1985 Campeonato Nacional final
- Event: 1985 Campeonato Nacional
| Argentinos Juniors | Vélez Sarsfield |
| 1 (3) | 1 (4) |
- on penalties
- Date: 28 August 1985
- Venue: River Plate Stadium, Buenos Aires
- Referee: Ricardo Calabria

= 1985 Argentine Campeonato Nacional finals =

The 1985 Campeonato Nacional finals were the final matches of the 1985 Campeonato Nacional, the only league championships held during the 94th. season of the Argentine Primera División. The finals were played between Argentinos Juniors (winner of round of winners) and Vélez Sarsfield (winner of round of losers. Both clubs contested their first Primera División final).

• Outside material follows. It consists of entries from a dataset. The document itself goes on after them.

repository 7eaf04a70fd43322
use std::collections::HashMap;

use anyhow::anyhow;
use async_trait::async_trait;
use tokio::sync::RwLock;
use warden_core::AppError;
use warden_models::User;

use crate::UserRepository;

#[derive(Debug, Default)]
pub struct InMemoryUserRepository {
    users: RwLock<HashMap<String, User>>,
}

impl InMemoryUserRepository {
    pub fn new() -> Self {
        Self::default()
    }
}

#[async_trait]
impl UserRepository for InMemoryUserRepository {
    async fn find_by_username(&self, username: &str) -> Result<Option<User>, AppError> {
        Ok(self.users.read().await.get(username).cloned())
    }

    async fn save(&self, user: User) -> Result<User, AppError> {
        let mut users = self.users.write().await;
        if users.contains_key(&user.username) {
            return Err(AppError::conflict(anyhow!(
                "Username {} is already taken",
                user.username
            )));
        }
        users.insert(user.username.clone(), user.clone());
        Ok(user)
    }

    async fn count(&self) -> Result<usize, AppError> {
        Ok(self.users.read().await.len())
    }
}

#[cfg(test)]
mod tests {
    use super::*;

    #[tokio::test]
    async fn test_save_and_find() {
        let repository = InMemoryUserRepository::new();
        let user = User::new("Folks Dev", "folks", "$2b$04$hash");

        repository.save(user.clone()).await.unwrap();

        assert_eq!(repository.find_by_username("folks").await.unwrap(), Some(user));
        assert!(repository.exists_by_username("folks").await.unwrap());
        assert!(repository.find_by_username("nobody").await.unwrap().is_none());
        assert_eq!(repository.count().await.unwrap(), 1);
    }

    #[tokio::test]
    async fn test_duplicate_username_conflicts() {
        let repository = InMemoryUserRepository::new();
        repository
            .save(User::new("First", "folks", "$2b$04$a"))
            .await
            .unwrap();

        let err = repository
            .save(User::new("Second", "folks", "$2b$04$b"))
            .await
            .unwrap_err();

        assert_eq!(err.status.as_u16(), 409);
        assert_eq!(repository.count().await.unwrap(), 1);
        assert_eq!(
            repository.find_by_username("folks").await.unwrap().unwrap().name,
            "First"
        );
    }
}
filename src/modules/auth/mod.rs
pub mod controller;
pub mod model;
pub mod router;
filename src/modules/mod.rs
pub mod auth;
pub mod private;
pub mod public;
pub mod users;

pub use self::auth::model::RegisterResponse;
pub use self::users::service::UserService;
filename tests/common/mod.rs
use std::sync::Arc;

use axum::Router;
use axum::body::Body;
use axum::http::{Request, Response};
use axum_extra::headers::{Authorization, HeaderMapExt};
use http_body_util::BodyExt;
use tower::ServiceExt;
use warden::router::init_router;
use warden::state::AppState;
use warden_config::{CorsConfig, SecurityConfig};
use warden_db::InMemoryUserRepository;

/// Lowest bcrypt cost keeps the suite fast.
pub const TEST_HASH_COST: u32 = 4;

pub fn test_state() -> AppState {
    let security_config = SecurityConfig {
        password_hash_cost: TEST_HASH_COST,
        realm: "Realm".to_string(),
    };

    AppState::new(
        Arc::new(InMemoryUserRepository::new()),
        security_config,
        CorsConfig::default(),
    )
    .unwrap()
}

pub fn setup_test_app() -> Router {
    init_router(test_state())
}

pub fn get(uri: &str, credentials: Option<(&str, &str)>) -> Request<Body> {
    let mut request = Request::builder()
        .method("GET")
        .uri(uri)
        .body(Body::empty())
        .unwrap();

    if let Some((username, password)) = credentials {
        request
            .headers_mut()
            .typed_insert(Authorization::basic(username, password));
    }

    request
}

#[allow(dead_code)]
pub fn post_json(uri: &str, body: serde_json::Value) -> Request<Body> {
    Request::builder()
        .method("POST")
        .uri(uri)
        .header("content-type", "application/json")
        .body(Body::from(serde_json::to_string(&body).unwrap()))
        .unwrap()
}

pub async fn send(app: &Router, request: Request<Body>) -> Response<Body> {
    app.clone().oneshot(request).await.unwrap()
}

#[allow(dead_code)]
pub async fn body_text(response: Response<Body>) -> String {
    let bytes = response.into_body().collect().await.unwrap().to_bytes();
    String::from_utf8(bytes.to_vec()).unwrap()
}

#[allow(dead_code)]
pub async fn body_json(response: Response<Body>) -> serde_json::Value {
    let bytes = response.into_body().collect().await.unwrap().to_bytes();
    serde_json::from_slice(&bytes).unwrap()
}
use crate::modules::public::controller::hello_public;
use crate::state::AppState;
use axum::{Router, routing::get};

pub fn init_public_router() -> Router<AppState> {
    Router::new().route("/", get(hello_public))
}
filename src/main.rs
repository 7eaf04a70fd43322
use dotenvy::dotenv;
use warden::logging::init_tracing;
use warden::metrics::{init_metrics, metrics_app};
use warden::router::init_router;
use warden::state::init_app_state;
use warden_config::ServerConfig;

#[tokio::main]
async fn main() -> anyhow::Result<()> {
    dotenv().ok();
    init_tracing();

    let server_config = ServerConfig::from_env();

    if server_config.metrics_enabled {
        match (init_metrics(), server_config.metrics_address()) {
            (Ok(handle), Some(addr)) => {
                let listener = tokio::net::TcpListener::bind(addr).await?;
                tracing::info!("Metrics available at http://{}/metrics", addr);
                tokio::spawn(async move {
                    if let Err(e) = axum::serve(listener, metrics_app(handle)).await {
                        tracing::error!(error = %e, "Metrics server stopped");
                    }
                });
            }
            (Err(e), _) => tracing::warn!(error = %e, "Failed to install metrics recorder"),
            (Ok(_), None) => tracing::warn!("Invalid metrics address, metrics are not served"),
        }
    }

    let state = init_app_state().await?;
    let app = init_router(state);

    let listener = tokio::net::TcpListener::bind(server_config.bind_address()).await?;
    tracing::info!("Server running on http://{}", server_config.bind_address());
    tracing::info!(
        "Swagger UI available at http://{}/swagger-ui",
        server_config.bind_address()
    );

    axum::serve(listener, app)
        .with_graceful_shutdown(shutdown_signal())
        .await?;

    Ok(())
}

async fn shutdown_signal() {
    if let Err(e) = tokio::signal::ctrl_c().await {
        tracing::error!(error = %e, "Failed to listen for shutdown signal");
    }
    tracing::info!("Shutting down");
}
use crate::docs::ApiDoc;
use crate::logging::logging_middleware;
use crate::metrics::metrics_middleware;
use crate::middleware::auth::authenticate;
use crate::modules::auth::router::init_auth_router;
use crate::modules::private::router::init_private_router;
use crate::modules::public::router::init_public_router;
use crate::state::AppState;
use axum::http::{HeaderValue, Method, header};
use axum::{Router, middleware};
use tower_http::cors::CorsLayer;
use tower_http::set_header::SetResponseHeaderLayer;
use utoipa::OpenApi;
use utoipa_swagger_ui::SwaggerUi;

pub fn init_router(state: AppState) -> Router {
    Router::new()
        .merge(SwaggerUi::new("/swagger-ui").url("/api-docs/openapi.json", ApiDoc::openapi()))
        .nest("/public", init_public_router())
        .nest("/private", init_private_router())
        .nest("/auth", init_auth_router())
        .with_state(state.clone())
        .layer(middleware::from_fn_with_state(state.clone(), authenticate))
        .layer({
            let allowed_origins: Vec<HeaderValue> = state
                .cors_config
                .allowed_origins
                .iter()
                .filter_map(|origin| origin.parse().ok())
                .collect();

            CorsLayer::new()
                .allow_origin(allowed_origins)
                .allow_methods([Method::GET, Method::POST, Method::OPTIONS])
                .allow_headers([header::AUTHORIZATION, header::CONTENT_TYPE, header::ACCEPT])
                .allow_credentials(true)
        })
        .layer(SetResponseHeaderLayer::if_not_present(
            header::X_CONTENT_TYPE_OPTIONS,
            HeaderValue::from_static("nosniff"),
        ))
        .layer(SetResponseHeaderLayer::if_not_present(
            header::CACHE_CONTROL,
            HeaderValue::from_static("no-cache, no-store, max-age=0, must-revalidate"),
        ))
        .layer(SetResponseHeaderLayer::if_not_present(
            header::PRAGMA,
            HeaderValue::from_static("no-cache"),
        ))
        .layer(SetResponseHeaderLayer::if_not_present(
            header::EXPIRES,
            HeaderValue::from_static("0"),
        ))
        .layer(middleware::from_fn(metrics_middleware))
        .layer(middleware::from_fn(logging_middleware))
}
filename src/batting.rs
//! Batting (run) prediction.

use async_trait::async_trait;
use serde::{Deserialize, Serialize};

use crate::config::AppConfig;
use crate::error::LoadError;
use crate::options::{BattingOptions, OptionsLoader};
use crate::results::{Emphasis, Insight, ResultRow, Stat, PERFORMANCE_STATS};
use crate::transport::Transport;
use crate::{Field, Prediction, PredictionKind};

/// Field names double as the request body keys.
#[derive(Debug, Clone, PartialEq, Default, Serialize)]
pub struct BattingSelection {
    pub player_name: String,
    pub venue: String,
    pub against_team: String,
    pub match_format: String,
}

#[derive(Debug, Clone, PartialEq, Deserialize)]
pub struct BattingResponse {
    pub predicted_score: Stat,
    pub predicted_dismissal: Stat,
}

pub struct BattingForecast;

#[async_trait(?Send)]
impl Prediction for BattingForecast {
    const KIND: PredictionKind = PredictionKind::Batting;
    const SUPPORTS_RESET: bool = true;
    const SUBMIT_LABEL: &'static str = "PREDICT PERFORMANCE";

    type Options = BattingOptions;
    type Selection = BattingSelection;
    type Request = BattingSelection;
    type Response = BattingResponse;

    async fn load_options<T: Transport>(
        _loader: &OptionsLoader<T>,
        config: &AppConfig,
    ) -> Result<BattingOptions, LoadError> {
        Ok(config.batting.clone())
    }

    fn default_selection(options: &BattingOptions) -> BattingSelection {
        let first = |list: &[String]| list.first().cloned().unwrap_or_default();
        BattingSelection {
            player_name: first(&options.players),
            venue: first(&options.venues),
            against_team: first(&options.against_teams),
            match_format: first(&options.match_formats),
        }
    }

    fn fields(options: &BattingOptions, selection: &BattingSelection) -> Vec<Field> {
        vec![
            Field {
                key: "player_name",
                label: "Player",
                placeholder: "Select Player",
                choices: options.players.clone(),
                value: selection.player_name.clone(),
            },
            Field {
                key: "venue",
                label: "Venue",
                placeholder: "Select Venue",
                choices: options.venues.clone(),
                value: selection.venue.clone(),
            },
            Field {
                key: "against_team",
                label: "Opposition",
                placeholder: "Select Opposition",
                choices: options.against_teams.clone(),
                value: selection.against_team.clone(),
            },
            Field {
                key: "match_format",
                label: "Match Format",
                placeholder: "Select Match Format",
                choices: options.match_formats.clone(),
                value: selection.match_format.clone(),
            },
        ]
    }

    fn set_field(selection: &mut BattingSelection, key: &str, value: String) {
        match key {
            "player_name" => selection.player_name = value,
            "venue" => selection.venue = value,
            "against_team" => selection.against_team = value,
            "match_format" => selection.match_format = value,
            _ => {}
        }
    }

    fn to_request(selection: &BattingSelection) -> BattingSelection {
        selection.clone()
    }

    /// Context rows come from the selection that was submitted, not the
    /// form's live values.
    fn result_rows(selection: &BattingSelection, response: &BattingResponse) -> Vec<ResultRow> {
        vec![
            ResultRow::new("Player", &selection.player_name, Emphasis::Headline),
            ResultRow::new("Venue", &selection.venue, Emphasis::Context),
            ResultRow::new("Opposition", &selection.against_team, Emphasis::Context),
            ResultRow::new("Predicted Score", &response.predicted_score, Emphasis::Figure),
            ResultRow::new("Dismissal", &response.predicted_dismissal, Emphasis::Figure),
        ]
    }

    fn insight() -> Insight {
        Insight {
            title: "PERFORMANCE INSIGHTS",
            blurb: "Our AI analyzes historical data to predict how a player will perform in specific match conditions.",
            stats: PERFORMANCE_STATS,
        }
    }
}

#[cfg(test)]
mod tests {
    use super::*;
    use crate::client::decode_response;

    #[test]
    fn request_body_mirrors_selection() {
        let sel = BattingSelection {
            player_name: "Virat Kohli".into(),
            venue: "Eden Gardens".into(),
            against_team: "England".into(),
            match_format: "ODI".into(),
        };
        let body = serde_json::to_value(BattingForecast::to_request(&sel)).unwrap();
        assert_eq!(
            body,
            serde_json::json!({
                "player_name": "Virat Kohli",
                "venue": "Eden Gardens",
                "against_team": "England",
                "match_format": "ODI"
            })
        );
    }

    #[test]
    fn rows_combine_selection_and_prediction() {
        let sel = BattingSelection {
            player_name: "Virat Kohli".into(),
            venue: "Eden Gardens".into(),
            against_team: "England".into(),
            match_format: "ODI".into(),
        };
        let resp = decode_response::<BattingForecast>(
            r#"{"predicted_score": 57, "predicted_dismissal": "caught"}"#,
        )
        .unwrap();
        let rows = BattingForecast::result_rows(&sel, &resp);
        assert_eq!(rows[0].value, "Virat Kohli");
        assert_eq!(rows[3].value, "57");
        assert_eq!(rows[4].value, "caught");
    }
}
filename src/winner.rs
//! Match-winner prediction.

use async_trait::async_trait;
use serde::{Deserialize, Serialize};

use crate::config::{AppConfig, FIELD_DECISION, NO, YES};
use crate::error::LoadError;
use crate::options::{OptionsLoader, WinnerOptions};
use crate::results::{format_win_probability, Emphasis, Insight, ResultRow};
use crate::transport::Transport;
use crate::{Field, Prediction, PredictionKind};

#[derive(Debug, Clone, PartialEq, Default)]
pub struct WinnerSelection {
    pub team1: String,
    pub team2: String,
    pub toss_winner: String,
    pub toss_decision: String,
    pub venue: String,
    pub tournament_match: String,
    pub test_match: String,
}

/// Body of `POST /predict-match-winner`.
#[derive(Debug, Clone, PartialEq, Serialize)]
pub struct WinnerRequest {
    pub team: String,
    pub opponent: String,
    pub venue: String,
    pub is_test_match: u8,
    pub toss_winner: u8,
    pub toss_decision_field: u8,
    pub is_tournament_match: u8,
}

#[derive(Debug, Clone, PartialEq, Deserialize)]
pub struct WinnerResponse {
    pub predicted_winner: String,
    /// Fraction in `[0, 1]`.
    pub win_probability: f64,
}

/// `1` when the toss went to the first team, `2` for anything else.
pub fn encode_toss_winner(team1: &str, toss_winner: &str) -> u8 {
    if toss_winner == team1 {
        1
    } else {
        2
    }
}

/// `1` for "Yes", `0` otherwise.
pub fn encode_flag(value: &str) -> u8 {
    u8::from(value == YES)
}

/// `1` when the toss winner chose to field, `0` otherwise.
pub fn encode_toss_decision(decision: &str) -> u8 {
    u8::from(decision == FIELD_DECISION)
}

pub struct WinnerForecast;

#[async_trait(?Send)]
impl Prediction for WinnerForecast {
    const KIND: PredictionKind = PredictionKind::Winner;
    const SUPPORTS_RESET: bool = false;
    const SUBMIT_LABEL: &'static str = "PREDICT WINNER";

    type Options = WinnerOptions;
    type Selection = WinnerSelection;
    type Request = WinnerRequest;
    type Response = WinnerResponse;

    async fn load_options<T: Transport>(
        loader: &OptionsLoader<T>,
        _config: &AppConfig,
    ) -> Result<WinnerOptions, LoadError> {
        loader.load_winner_options().await
    }

    fn default_selection(options: &WinnerOptions) -> WinnerSelection {
        let first = |list: &[String]| list.first().cloned().unwrap_or_default();
        let team1 = first(&options.teams);
        // Avoid a team playing itself when there is a choice.
        let team2 = options.teams.get(1).cloned().unwrap_or_else(|| team1.clone());
        WinnerSelection {
            toss_winner: team1.clone(),
            team1,
            team2,
            toss_decision: first(&options.toss_decisions),
            venue: first(&options.venues),
            tournament_match: NO.to_string(),
            test_match: NO.to_string(),
        }
    }

    fn fields(options: &WinnerOptions, selection: &WinnerSelection) -> Vec<Field> {
        let mut toss_choices: Vec<String> = Vec::with_capacity(2);
        for team in [&selection.team1, &selection.team2] {
            if !team.is_empty() && !toss_choices.contains(team) {
                toss_choices.push(team.clone());
            }
        }

        vec![
            Field {
                key: "team1",
                label: "Team 1",
                placeholder: "Select Team",
                choices: options.teams.clone(),
                value: selection.team1.clone(),
            },
            Field {
                key: "team2",
                label: "Team 2",
                placeholder: "Select Team",
                choices: options.teams.clone(),
                value: selection.team2.clone(),
            },
            Field {
                key: "toss_winner",
                label: "Toss Winner",
                placeholder: "Select Toss Winner",
                choices: toss_choices,
                value: selection.toss_winner.clone(),
            },
            Field {
                key: "toss_decision",
                label: "Toss Decision",
                placeholder: "Select Toss Decision",
                choices: options.toss_decisions.clone(),
                value: selection.toss_decision.clone(),
            },
            Field {
                key: "venue",
                label: "Venue",
                placeholder: "Select Venue",
                choices: options.venues.clone(),
                value: selection.venue.clone(),
            },
            Field {
                key: "tournament_match",
                label: "Tournament Match",
                placeholder: "Select",
                choices: options.tournament.clone(),
                value: selection.tournament_match.clone(),
            },
            Field {
                key: "test_match",
                label: "Test Match",
                placeholder: "Select",
                choices: options.test.clone(),
                value: selection.test_match.clone(),
            },
        ]
    }

    fn set_field(selection: &mut WinnerSelection, key: &str, value: String) {
        match key {
            "team1" => selection.team1 = value,
            "team2" => selection.team2 = value,
            "toss_winner" => selection.toss_winner = value,
            "toss_decision" => selection.toss_decision = value,
            "venue" => selection.venue = value,
            "tournament_match" => selection.tournament_match = value,
            "test_match" => selection.test_match = value,
            _ => return,
        }
        // Keep the toss winner one of the two playing teams.
        if (key == "team1" || key == "team2")
            && selection.toss_winner != selection.team1
            && selection.toss_winner != selection.team2
        {
            selection.toss_winner = selection.team1.clone();
        }
    }

    fn to_request(selection: &WinnerSelection) -> WinnerRequest {
        WinnerRequest {
            team: selection.team1.clone(),
            opponent: selection.team2.clone(),
            venue: selection.venue.clone(),
            is_test_match: encode_flag(&selection.test_match),
            toss_winner: encode_toss_winner(&selection.team1, &selection.toss_winner),
            toss_decision_field: encode_toss_decision(&selection.toss_decision),
            is_tournament_match: encode_flag(&selection.tournament_match),
        }
    }

    fn check_response(response: &WinnerResponse) -> Result<(), String> {
        let p = response.win_probability;
        if !p.is_finite() || !(0.0..=1.0).contains(&p) {
            return Err(format!("win_probability {} is not a fraction in [0, 1]", p));
        }
        Ok(())
    }

    fn result_rows(_selection: &WinnerSelection, response: &WinnerResponse) -> Vec<ResultRow> {
        vec![
            ResultRow::new("Winner", &response.predicted_winner, Emphasis::Headline),
            ResultRow::new(
                "Confidence",
                format!(
                    "{} chance that {} wins.",
                    format_win_probability(response.win_probability),
                    response.predicted_winner
                ),
                Emphasis::Figure,
            ),
        ]
    }

    fn insight() -> Insight {
        Insight {
            title: "WINNER INSIGHT",
            blurb: "Our AI predicts the winning team based on match context.",
            stats: &[],
        }
    }
}

#[cfg(test)]
mod tests {
    use super::*;
    use crate::client::decode_response;
    use crate::error::PredictError;

    fn options(teams: &[&str]) -> WinnerOptions {
        WinnerOptions::new(
            teams.iter().map(|t| t.to_string()).collect(),
            vec!["Eden Gardens".into()],
            vec!["bat".into(), "field".into()],
        )
    }

    #[test]
    fn toss_winner_encoding() {
        assert_eq!(encode_toss_winner("India", "India"), 1);
        assert_eq!(encode_toss_winner("India", "Australia"), 2);
        assert_eq!(encode_toss_winner("India", "England"), 2);
        assert_eq!(encode_toss_winner("India", ""), 2);
    }

    #[test]
    fn flag_and_decision_encoding() {
        assert_eq!(encode_flag("Yes"), 1);
        assert_eq!(encode_flag("No"), 0);
        assert_eq!(encode_toss_decision("field"), 1);
        assert_eq!(encode_toss_decision("bat"), 0);
    }

    #[test]
    fn defaults_pick_two_different_teams() {
        let sel = WinnerForecast::default_selection(&options(&["India", "Australia", "England"]));
        assert_eq!(sel.team1, "India");
        assert_eq!(sel.team2, "Australia");
        assert_eq!(sel.toss_winner, "India");
        assert_eq!(sel.toss_decision, "bat");
        assert_eq!(sel.venue, "Eden Gardens");
        assert_eq!(sel.tournament_match, "No");
        assert_eq!(sel.test_match, "No");
    }

    #[test]
    fn single_team_defaults_to_itself() {
        let sel = WinnerForecast::default_selection(&options(&["India"]));
        assert_eq!(sel.team1, "India");
        assert_eq!(sel.team2, "India");
    }

    #[test]
    fn toss_choices_follow_selected_teams() {
        let opts = options(&["India", "Australia", "England"]);
        let sel = WinnerForecast::default_selection(&opts);
        let fields = WinnerForecast::fields(&opts, &sel);
        let toss = fields.iter().find(|f| f.key == "toss_winner").unwrap();
        assert_eq!(toss.choices, vec!["India", "Australia"]);
    }

    #[test]
    fn changing_teams_reseeds_stale_toss_winner() {
        let opts = options(&["India", "Australia", "England"]);
        let mut sel = WinnerForecast::default_selection(&opts);
        WinnerForecast::set_field(&mut sel, "toss_winner", "Australia".into());
        WinnerForecast::set_field(&mut sel, "team2", "England".into());
        assert_eq!(sel.toss_winner, "India");

        WinnerForecast::set_field(&mut sel, "toss_winner", "England".into());
        WinnerForecast::set_field(&mut sel, "venue", "Lord's".into());
        assert_eq!(sel.toss_winner, "England");
    }

    #[test]
    fn request_body_shape() {
        let sel = WinnerSelection {
            team1: "India".into(),
            team2: "Australia".into(),
            toss_winner: "Australia".into(),
            toss_decision: "field".into(),
            venue: "Eden Gardens".into(),
            tournament_match: "Yes".into(),
            test_match: "No".into(),
        };
        let body = serde_json::to_value(WinnerForecast::to_request(&sel)).unwrap();
        assert_eq!(
            body,
            serde_json::json!({
                "team": "India",
                "opponent": "Australia",
                "venue": "Eden Gardens",
                "is_test_match": 0,
                "toss_winner": 2,
                "toss_decision_field": 1,
                "is_tournament_match": 1
            })
        );
    }

    #[test]
    fn probability_outside_unit_interval_is_rejected() {
        let err = decode_response::<WinnerForecast>(
            r#"{"predicted_winner": "India", "win_probability": 67.9}"#,
        )
        .unwrap_err();
        assert!(matches!(err, PredictError::Decode(_)));
    }

    #[test]
    fn missing_probability_is_a_decode_error() {
        let err = decode_response::<WinnerForecast>(r#"{"predicted_winner": "India"}"#).unwrap_err();
        assert!(matches!(err, PredictError::Decode(_)));
    }

    #[test]
    fn confidence_row_uses_percentage() {
        let resp = WinnerResponse {
            predicted_winner: "India".into(),
            win_probability: 0.6789,
        };
        let rows = WinnerForecast::result_rows(&WinnerSelection::default(), &resp);
        assert_eq!(rows[0].value, "India");
        assert_eq!(rows[1].value, "67.9% chance that India wins.");
    }
}
//! Core of the CricketAI prediction front-end.
//!
//! Everything that does not touch the DOM lives here: option loading, the
//! per-endpoint request/response schemas, the form state machine and the
//! display rows for results. The Yew views in `main.rs` are thin wrappers.

use async_trait::async_trait;
use serde::de::DeserializeOwned;
use serde::Serialize;
use std::fmt;

pub mod batting;
pub mod bowling;
pub mod client;
pub mod config;
pub mod error;
pub mod form;
pub mod options;
pub mod results;
pub mod transport;
pub mod winner;

use config::AppConfig;
use error::LoadError;
use options::OptionsLoader;
use results::{Insight, ResultRow};
use transport::Transport;

/// Ordered labels offered by one dropdown. Non-empty once loaded.
pub type ChoiceSet = Vec<String>;

/// Which backend endpoint a form talks to.
#[derive(Debug, Clone, Copy, PartialEq, Eq, Hash)]
pub enum PredictionKind {
    Batting,
    Bowling,
    Winner,
}

impl PredictionKind {
    pub const ALL: [PredictionKind; 3] = [
        PredictionKind::Winner,
        PredictionKind::Batting,
        PredictionKind::Bowling,
    ];

    pub fn label(self) -> &'static str {
        match self {
            PredictionKind::Batting => "Run Prediction",
            PredictionKind::Bowling => "Bowling Prediction",
            PredictionKind::Winner => "Match Winner",
        }
    }
}

impl fmt::Display for PredictionKind {
    fn fmt(&self, f: &mut fmt::Formatter<'_>) -> fmt::Result {
        f.write_str(self.label())
    }
}

/// One controlled dropdown as the view should render it.
#[derive(Debug, Clone, PartialEq)]
pub struct Field {
    /// Key passed back to [`Prediction::set_field`].
    pub key: &'static str,
    pub label: &'static str,
    /// Shown as a disabled first entry while nothing is chosen.
    pub placeholder: &'static str,
    pub choices: ChoiceSet,
    pub value: String,
}

/// A prediction endpoint together with the form that feeds it.
///
/// Each implementor fixes the option set it needs, the selection record the
/// user edits, the JSON body it posts and the schema it expects back.
#[async_trait(?Send)]
pub trait Prediction: 'static {
    const KIND: PredictionKind;
    /// Whether the form offers a reset action that clears the result.
    const SUPPORTS_RESET: bool;
    const SUBMIT_LABEL: &'static str;

    type Options: Clone + PartialEq + 'static;
    type Selection: Clone + PartialEq + fmt::Debug + 'static;
    type Request: Serialize;
    type Response: DeserializeOwned + Clone + PartialEq + fmt::Debug + 'static;

    async fn load_options<T: Transport>(
        loader: &OptionsLoader<T>,
        config: &AppConfig,
    ) -> Result<Self::Options, LoadError>;

    fn default_selection(options: &Self::Options) -> Self::Selection;

    fn fields(options: &Self::Options, selection: &Self::Selection) -> Vec<Field>;

    /// Apply a user edit. Unknown keys are ignored.
    fn set_field(selection: &mut Self::Selection, key: &str, value: String);

    fn to_request(selection: &Self::Selection) -> Self::Request;

    /// Semantic checks on a response that decoded successfully.
    fn check_response(_response: &Self::Response) -> Result<(), String> {
        Ok(())
    }

    fn result_rows(selection: &Self::Selection, response: &Self::Response) -> Vec<ResultRow>;

    /// Static panel shown while there is no result.
    fn insight() -> Insight;
}

/// Keys of the fields that still need a value.
pub fn missing_fields<P: Prediction>(options: &P::Options, selection: &P::Selection) -> Vec<&'static str> {
    P::fields(options, selection)
        .into_iter()
        .filter(|f| f.value.trim().is_empty())
        .map(|f| f.key)
        .collect()
}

The final ane replay match were held in Estadio Monumental, home of C.A. River Plate.

It was the last Torneo Nacional final before returning to a single championship from the 1985–86 season. The format of Campeonato Nacional would be later replicated in the second division with the inception of Primera Nacional in 1986, with 13 berths for clubs outside Buenos Aires.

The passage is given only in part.